Data excerpts
━━━

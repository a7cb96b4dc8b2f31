//! AuthorityAssertion record (`SPEC_FULL.md` §3 supplement). Grounded on
//! `human-authority/crypto/signer.py`, `human-authority/cli/verify_override.py`.

use std::collections::BTreeSet;

use ed25519_dalek::SigningKey;
use serde::{Deserialize, Serialize};

use crate::error::{RecordError, Result};
use crate::factory::{Clock, IdSource};
use crate::policy::AuthorityLevel;

#[derive(Debug, Clone, PartialEq, Serialize, Deserialize)]
pub struct AuthorityAssertion {
    pub assertion_id: String,
    pub authority_level: AuthorityLevel,
    pub asserted_by: String,
    pub incident_id: String,
    pub justification: String,
    pub asserted_at: String,
    #[serde(skip_serializing_if = "Option::is_none")]
    pub assertion_key_id: Option<String>,
    #[serde(skip_serializing_if = "Option::is_none")]
    pub assertion_signature: Option<String>,
}

const SIGNATURE_EXCLUDED: &[&str] = &["assertion_key_id", "assertion_signature"];

impl AuthorityAssertion {
    /// Build, then sign, a fresh human-authority override — grounded on
    /// `human-authority/crypto/signer.py`'s `sign_action`: the assertion is
    /// never meaningful unsigned, so signing happens inline rather than as a
    /// separate caller step.
    #[allow(clippy::too_many_arguments)]
    pub fn new(
        authority_level: AuthorityLevel,
        asserted_by: impl Into<String>,
        incident_id: impl Into<String>,
        justification: impl Into<String>,
        ids: &mut impl IdSource,
        clock: &impl Clock,
        signing_key: &SigningKey,
        signing_key_id: impl Into<String>,
    ) -> Result<Self> {
        let asserted_by = asserted_by.into();
        if asserted_by.is_empty() {
            return Err(RecordError::MissingField { field: "asserted_by" });
        }
        let incident_id = incident_id.into();
        if incident_id.is_empty() {
            return Err(RecordError::MissingField { field: "incident_id" });
        }
        let justification = justification.into();
        if justification.is_empty() {
            return Err(RecordError::MissingField {
                field: "justification",
            });
        }
        let mut assertion = AuthorityAssertion {
            assertion_id: ids.next_id().to_string(),
            authority_level,
            asserted_by,
            incident_id,
            justification,
            asserted_at: clock.now_rfc3339(),
            assertion_key_id: None,
            assertion_signature: None,
        };
        let bytes = assertion.bytes_for_signing()?;
        assertion.assertion_signature = Some(re_crypto::sign_canonical(signing_key, &bytes));
        assertion.assertion_key_id = Some(signing_key_id.into());
        Ok(assertion)
    }

    pub fn bytes_for_signing(&self) -> Result<Vec<u8>> {
        let excluded: BTreeSet<&str> = SIGNATURE_EXCLUDED.iter().copied().collect();
        Ok(re_canon::canonical_bytes(self, &excluded)?)
    }

    /// Whether this assertion authorizes `required_authority` for
    /// `incident_id` — matching level exactly (no implicit ordering between
    /// authority levels, the spec defines them as an enumerated set).
    pub fn authorizes(&self, incident_id: &str, required_authority: AuthorityLevel) -> bool {
        self.incident_id == incident_id && self.authority_level == required_authority
    }
}

#[cfg(test)]
mod tests {
    use super::*;
    use crate::factory::{FixedClock, SeededIdSource};
    use rand::rngs::OsRng;
    use uuid::Uuid;

    fn ids() -> SeededIdSource {
        SeededIdSource::new([Uuid::nil()])
    }

    fn clock() -> FixedClock {
        FixedClock("2026-01-01T00:00:00.000Z".into())
    }

    #[test]
    fn rejects_empty_justification() {
        let signing_key = SigningKey::generate(&mut OsRng);
        let err = AuthorityAssertion::new(
            AuthorityLevel::Supervisor,
            "alice",
            "I1",
            "",
            &mut ids(),
            &clock(),
            &signing_key,
            "key-1",
        )
        .unwrap_err();
        assert!(matches!(
            err,
            RecordError::MissingField {
                field: "justification"
            }
        ));
    }

    #[test]
    fn builds_a_signed_assertion_that_authorizes_its_incident() {
        let signing_key = SigningKey::generate(&mut OsRng);
        let public_key = signing_key.verifying_key();
        let assertion = AuthorityAssertion::new(
            AuthorityLevel::Supervisor,
            "alice",
            "I1",
            "approved via incident bridge call",
            &mut ids(),
            &clock(),
            &signing_key,
            "key-1",
        )
        .unwrap();

        assert!(assertion.authorizes("I1", AuthorityLevel::Supervisor));
        assert!(!assertion.authorizes("I2", AuthorityLevel::Supervisor));

        let bytes = assertion.bytes_for_signing().unwrap();
        re_crypto::verify_canonical(
            &public_key,
            &bytes,
            assertion.assertion_signature.as_deref().unwrap(),
        )
        .unwrap();
    }
}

━━━

* Task brief
Wherever the word "AuthorityLevel" appears in the entries above, copy that line.

* Answer space
use crate::policy::AuthorityLevel;
    pub authority_level: AuthorityLevel,
        authority_level: AuthorityLevel,
    pub fn authorizes(&self, incident_id: &str, required_authority: AuthorityLevel) -> bool {
            AuthorityLevel::Supervisor,
            AuthorityLevel::Supervisor,
        assert!(assertion.authorizes("I1", AuthorityLevel::Supervisor));
        assert!(!assertion.authorizes("I2", AuthorityLevel::Supervisor));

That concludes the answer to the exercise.